RECORDS SUPPLIED:
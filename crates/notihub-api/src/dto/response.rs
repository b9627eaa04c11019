//! Response DTOs.

use serde::{Deserialize, Serialize};

use notihub_realtime::metrics::MetricsSnapshot;
use notihub_service::SubmitOutcome;

/// Response to a producer submission.
///
/// Broadcast: `{ok: true, sent: n}`. Duplicate: `{ok: true, ignored: true}`.
#[derive(Debug, Clone, PartialEq, Serialize, Deserialize)]
pub struct NotifyResponse {
    /// Always `true` on success.
    pub ok: bool,
    /// Connections the event was sent to.
    #[serde(default, skip_serializing_if = "Option::is_none")]
    pub sent: Option<usize>,
    /// Set when the identifier was already known.
    #[serde(default, skip_serializing_if = "Option::is_none")]
    pub ignored: Option<bool>,
}

impl From<SubmitOutcome> for NotifyResponse {
    fn from(outcome: SubmitOutcome) -> Self {
        if outcome.accepted {
            Self {
                ok: true,
                sent: Some(outcome.delivered),
                ignored: None,
            }
        } else {
            Self {
                ok: true,
                sent: None,
                ignored: Some(true),
            }
        }
    }
}

/// Health check response.
#[derive(Debug, Clone, Serialize, Deserialize)]
pub struct HealthResponse {
    /// Always `true` while the process serves requests.
    pub ok: bool,
    /// Status string.
    pub status: String,
    /// Crate version.
    pub version: String,
    /// Seconds since the hub started.
    pub uptime_seconds: i64,
    /// Currently registered listener connections.
    pub connections: usize,
    /// Identifiers in the journal.
    pub journal_entries: usize,
    /// Lifetime counters.
    pub metrics: MetricsSnapshot,
}
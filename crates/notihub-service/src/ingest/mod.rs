//! Event ingestion: authorization, validation, dedup, dispatch.

pub mod auth;
pub mod gate;

pub use auth::SharedSecret;
pub use gate::{IngestionGate, SubmitOutcome};
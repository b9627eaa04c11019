//! # notihub-core
//!
//! Core crate for NotiHub. Contains configuration schemas, the event
//! record exchanged between producers and listeners, typed identifiers,
//! and the unified error system.
//!
//! This crate has **no** internal dependencies on other NotiHub crates.

pub mod config;
pub mod error;
pub mod result;
pub mod types;

pub use error::AppError;
pub use result::AppResult;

TASK DESCRIPTION: The reply is to be an exact copy of the listing.

RESPONSE:
filename crates/notihub-api/src/dto/response.rs
repository b9627eaa04c11019
//! Response DTOs.

use serde::{Deserialize, Serialize};

use notihub_realtime::metrics::MetricsSnapshot;
use notihub_service::SubmitOutcome;

/// Response to a producer submission.
///
/// Broadcast: `{ok: true, sent: n}`. Duplicate: `{ok: true, ignored: true}`.
#[derive(Debug, Clone, PartialEq, Serialize, Deserialize)]
pub struct NotifyResponse {
    /// Always `true` on success.
    pub ok: bool,
    /// Connections the event was sent to.
    #[serde(default, skip_serializing_if = "Option::is_none")]
    pub sent: Option<usize>,
    /// Set when the identifier was already known.
    #[serde(default, skip_serializing_if = "Option::is_none")]
    pub ignored: Option<bool>,
}

impl From<SubmitOutcome> for NotifyResponse {
    fn from(outcome: SubmitOutcome) -> Self {
        if outcome.accepted {
            Self {
                ok: true,
                sent: Some(outcome.delivered),
                ignored: None,
            }
        } else {
            Self {
                ok: true,
                sent: None,
                ignored: Some(true),
            }
        }
    }
}

/// Health check response.
#[derive(Debug, Clone, Serialize, Deserialize)]
pub struct HealthResponse {
    /// Always `true` while the process serves requests.
    pub ok: bool,
    /// Status string.
    pub status: String,
    /// Crate version.
    pub version: String,
    /// Seconds since the hub started.
    pub uptime_seconds: i64,
    /// Currently registered listener connections.
    pub connections: usize,
    /// Identifiers in the journal.
    pub journal_entries: usize,
    /// Lifetime counters.
    pub metrics: MetricsSnapshot,
}
filename crates/notihub-service/src/ingest/mod.rs
//! Event ingestion: authorization, validation, dedup, dispatch.

pub mod auth;
pub mod gate;

pub use auth::SharedSecret;
pub use gate::{IngestionGate, SubmitOutcome};
repository b9627eaa04c11019
//! # notihub-core
//!
//! Core crate for NotiHub. Contains configuration schemas, the event
//! record exchanged between producers and listeners, typed identifiers,
//! and the unified error system.
//!
//! This crate has **no** internal dependencies on other NotiHub crates.

pub mod config;
pub mod error;
pub mod result;
pub mod types;

pub use error::AppError;
pub use result::AppResult;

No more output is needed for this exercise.